Having an experienced advisor on hand to guide you through the ups and down of your career sounds too good to be true, but many ITers are now benefiting from having their own mentor.
Mentoring is not a new concept, but it is becoming more common in businesses. According to a survey by the Chartered Institute of Personnel and Development entitled Training and Development 2001 published in April 2001, some 13.7% of the 502 training managers surveyed said that most of the management and professionals in their organisations had an appointed coach or mentor. And 49.2% claimed that some of the management and professionals were using a mentor.
Last month, building society Nationwide announced it was introducing a mentoring scheme to help increase the number of women in senior management positions. It aims to break the glass ceiling for women by having junior female managers shadow senior females in the organisation.
Imogen Daniels, an advisor at the Chartered Institute of Personnel and Development, believes mentoring can also help companies retain staff, who become more motivated by the experience. "If it is properly managed, mentoring will develop a result. I think mentoring plays a key role in keeping staff who might otherwise be tempted to jump ship," says Daniels.
The term mentoring covers a broad range of activities, from the most basic form of assistance, such as a company induction, to high-level project management tasks.
It is often used to support graduate trainees, new recruits, people facing a career change or redundancy.
Helen Fisher, a director at business psychology consultancy Nicholson-McBride, says that mentoring can help people perform more effectively. "Companies recruit people with technical skills and then promote them without giving them leadership training. One thing that coaching can do is equip people who are promoted quickly with the skills they need for their new role."
Daniels explains, "A mentor is somebody who is there to help you develop within the organisation in a different way to your manager.
"While your line manager is there to assess performance and maintain discipline, a mentor is developing you and looking at possibilities for you."

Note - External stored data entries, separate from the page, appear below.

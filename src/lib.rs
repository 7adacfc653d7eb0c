//! Git execution engine for multi-tenant application hosting.
//!
//! One repository per tenant application under a configured storage root,
//! exposed as a uniform set of async primitives: initialize, clone, commit,
//! branch, merge (real and dry-run), push, pull, fetch, reset and
//! connectivity test. The engine orchestrates libgit2 (plus the `git`
//! binary where its on-disk paused state is the contract, e.g. rebase); it
//! contributes the path/identity model, per-repository locking, ephemeral
//! deploy-key handling, and the translation of raw results into stable
//! domain objects.
//!
//! ```no_run
//! use git_executor::{DeployKey, GitExecutor};
//!
//! # async fn demo() -> Result<(), git_executor::GitExecutorError> {
//! let engine = GitExecutor::new("/srv/git-storage");
//! let repo = engine.resolve("org-1", "app-1", "artifact", None)?;
//! engine.init_repository(&repo).await?;
//! let commit = engine
//!     .commit(&repo, "first", "Dev", "dev@example.com", false)
//!     .await?;
//! println!("committed {commit}");
//! # Ok(())
//! # }
//! ```

pub mod cli;
pub mod credentials;
pub mod error;
pub mod lock;
pub mod path;
pub mod types;

mod executor;

pub use credentials::DeployKey;
pub use error::GitExecutorError;
pub use executor::GitExecutor;
pub use path::RepoPath;
pub use types::{
    CommitRecord, FetchSummary, GitBranch, MergeOutcome, PushSummary, StatusReport,
    TrackingStatus,
};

Mentors can be sourced externally, but it is now quite common for companies to pair up individuals from different departments. Daniels says the relationship will need to generate quality feedback, which may mean the mentor has to undergo training.
Larry Gardiner, a project manager at Compaq Professional Services in Holland, was assigned a mentor when he joined the company 18 months ago. "My mentor was somebody in the organisation who was not in my line structure. Someone who could advise me in an unbiased way and help me develop my career here," he explains. "We agreed a confidentiality undertaking which, to the best of my knowledge, has never been breached. I was able to specify the kind of learning style I wanted and the subject areas or issues that I most wanted to address."
Gardiner believes that an in-house mentor has more relevance to the job because the guidance comes from somebody who understands the company's objectives, client base and procedures.
Daniels agrees. "It helps if they are senior enough to have a good understanding of the corporate structure and company values. They can give those being mentored access to information and resources they would not normally get. While they don't have to work with the person, they do need to have a certain level of knowledge about the areas they work in," he says.
While mentors are there to help guide an individual through challenges, they are not there to take control. "They need to be able to advise and instruct without interfering," says Daniels, "allowing the people they are mentoring to come to their own decisions - almost like a counselling relationship."
Fisher says mentors can also provide employees with valuable feedback. "They can give individuals some evidence about how their performance is being perceived by others, which means they can also help measure progress."
Daniels says the role of a mentor is to help individuals identify what they want out of a job, and what they would like to see changed within an organisation. According to Daniels, a successful mentoring partnership should incorporate:
- Defined boundaries
- Honesty and openness
- A clear purpose at the start - relevant to an individual's and organisation's strategy.
"Mentoring is all about developing self-awareness," says Daniels. "A good mentor will help you examine your personality, what motivates you, how you feel about work and how you establish yourself and network.
"Mentors need to be good listeners, motivators and be perceptive. People who know what questions to ask and who are high performers themselves and secure in their own position - so they will not feel threatened by their charge's capabilities." After being mentored himself, Gardiner is now looking after a Swedish project manager. His first task was to define the terms of reference for the engagement. "We worked out what he wanted to get from me," says Gardiner. "He specified deliverables that I had to arrange for him - some simply involved putting him on a training course. I then set him some challenges. For example, how to plan an exit strategy, and challenged him to inform himself about what is going on in the industry and to relate it directly to his skill area - which encouraged him to become more business-focused."
Gardiner believes he has benefited from the process of being a mentor. "Mentoring stimulates me to learn more myself. It is satisfying to remember what I have learned and pass it on.
"I have remained good friends with the person that mentored me. Mentoring can be a very worthwhile experience on the receiving end and providing a mentoring opportunity for new staff can be enjoyable and a very satisfying experience in itself."
Fisher agrees. "Mentoring can be quite a fulfiling role if you are going to do it internally. If you are doing it well, it is rewarding to see someone you've been mentoring really develop," he says.